Hmmm. Not very romantic.

Digging for more information, I come across Chapter V (marked “or VI”) of a novel Bea never finished:

“They had meant to spend the afternoon at Dumbarton Oaks, but the park was closed. They proceeded quietly along the wooded path. Here in the seclusion of the trees, some of the tension left her. After a while, they came to a large clean oak log and sat down.

He was telling her about his early life – some of the things she wanted to know. She wasn’t eager; she knew they would come eventually. And she had half guessed some of them. But it was good they came so soon in the relationship.

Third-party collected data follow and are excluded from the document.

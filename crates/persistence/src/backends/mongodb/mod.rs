//! MongoDB backend implementation.
//!
//! Stores one document per contact in a single collection, keyed by the
//! document's `_id` object id.
//!
//! # Features
//!
//! - Startup connection with bounded retries
//! - Ping based health checks and client refresh for the health monitor
//! - Optional unique partial indexes on `email` and `phone`
//! - Duplicate-key writes reported as
//!   [`RecordError::AlreadyExists`](crate::error::RecordError::AlreadyExists)
//!
//! # Example
//!
//! ```no_run
//! use addressbook_persistence::backends::mongodb::{MongoBackend, MongoBackendConfig};
//! use addressbook_persistence::core::Backend;
//!
//! # async fn example() -> Result<(), Box<dyn std::error::Error>> {
//! let config = MongoBackendConfig::from_parts("127.0.0.1:27017", "", "", "addressbook");
//! let backend = MongoBackend::connect(config).await?;
//! backend.initialize().await?;
//! # Ok(())
//! # }
//! ```

mod backend;
mod config;
mod document;
mod storage;

pub use backend::MongoBackend;
pub use config::MongoBackendConfig;

use mongodb::error::{ErrorKind, WriteFailure};

use crate::error::{BackendError, ConflictKey, RecordError, StorageError};

pub(crate) const BACKEND_NAME: &str = "mongodb";

const DUPLICATE_KEY: i32 = 11000;

/// Maps a driver error onto the storage error hierarchy.
pub(crate) fn classify_error(err: mongodb::error::Error) -> StorageError {
    let duplicate = match err.kind.as_ref() {
        ErrorKind::Write(WriteFailure::WriteError(e)) if e.code == DUPLICATE_KEY => {
            Some(e.message.clone())
        }
        ErrorKind::Command(e) if e.code == DUPLICATE_KEY => Some(e.message.clone()),
        _ => None,
    };
    if let Some(message) = duplicate {
        return StorageError::Record(RecordError::AlreadyExists {
            key: conflict_key(&message),
        });
    }

    let unavailable = matches!(
        err.kind.as_ref(),
        ErrorKind::ServerSelection { .. }
            | ErrorKind::Io(_)
            | ErrorKind::ConnectionPoolCleared { .. }
    );
    let serialization = matches!(
        err.kind.as_ref(),
        ErrorKind::BsonDeserialization(_) | ErrorKind::BsonSerialization(_)
    );

    if unavailable {
        StorageError::Backend(BackendError::Unavailable {
            backend_name: BACKEND_NAME.to_string(),
            message: err.to_string(),
        })
    } else if serialization {
        StorageError::Backend(BackendError::SerializationError {
            message: err.to_string(),
        })
    } else {
        StorageError::Backend(BackendError::Internal {
            backend_name: BACKEND_NAME.to_string(),
            message: err.to_string(),
            source: Some(Box::new(err)),
        })
    }
}

// Server messages look like:
// E11000 duplicate key error collection: addressbook.users index: email_1 dup key: { ... }
fn conflict_key(message: &str) -> ConflictKey {
    let index = message
        .split("index: ")
        .nth(1)
        .and_then(|rest| rest.split_whitespace().next())
        .unwrap_or_default();

    if index.starts_with("email") {
        ConflictKey::Email
    } else if index.starts_with("phone") {
        ConflictKey::Phone
    } else if index.starts_with("_id") {
        ConflictKey::Id
    } else {
        ConflictKey::Unknown
    }
}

It was a story she had heard before, the one about the rebellious child who befriends the servants and finds a bulwark in them against parents who do not have the time nor the flexibility to understand …

Sara had decided that his absorbing interest in clarification was an unconscious expression of his own inner psychic need. She was pleased and surprised though, to hear him say that he had even considered seeing an analyst to find out what sort of a blockage might be causing it.

She felt a lift in her spirit at this evidence of insight and quietly remarked that it always seemed to her wise for people interested in psychology to get themselves analyzed. He said it was not psychology he was primarily interested in.

She knew she was on dangerous ground now and spoke slowly: “No, not psychology exactly. But your interest was reflected in the book you wrote. Besides, anyone concerned with anything bordering on psychology does well to avail himself of all the new values that analysis turns up.” Then she spoke about some of the ways it had helped her.

He said perhaps it would be wise for him to be analyzed so that he could be more able to love her. She felt as if he had handed her such a beautiful bouquet that she could hardly reach out her hands and take it …”

1 Comments:

Blogger Karyn said...

What a gift. My grandmother left similar writings on scraps of paper tucked in an ancient envelope for me and my cousins. Her life was missing the travel to exotic lands and hobnobbing with persons of note and the independent youth your mother seems to have enjoyed... but it's still the best thing she left us.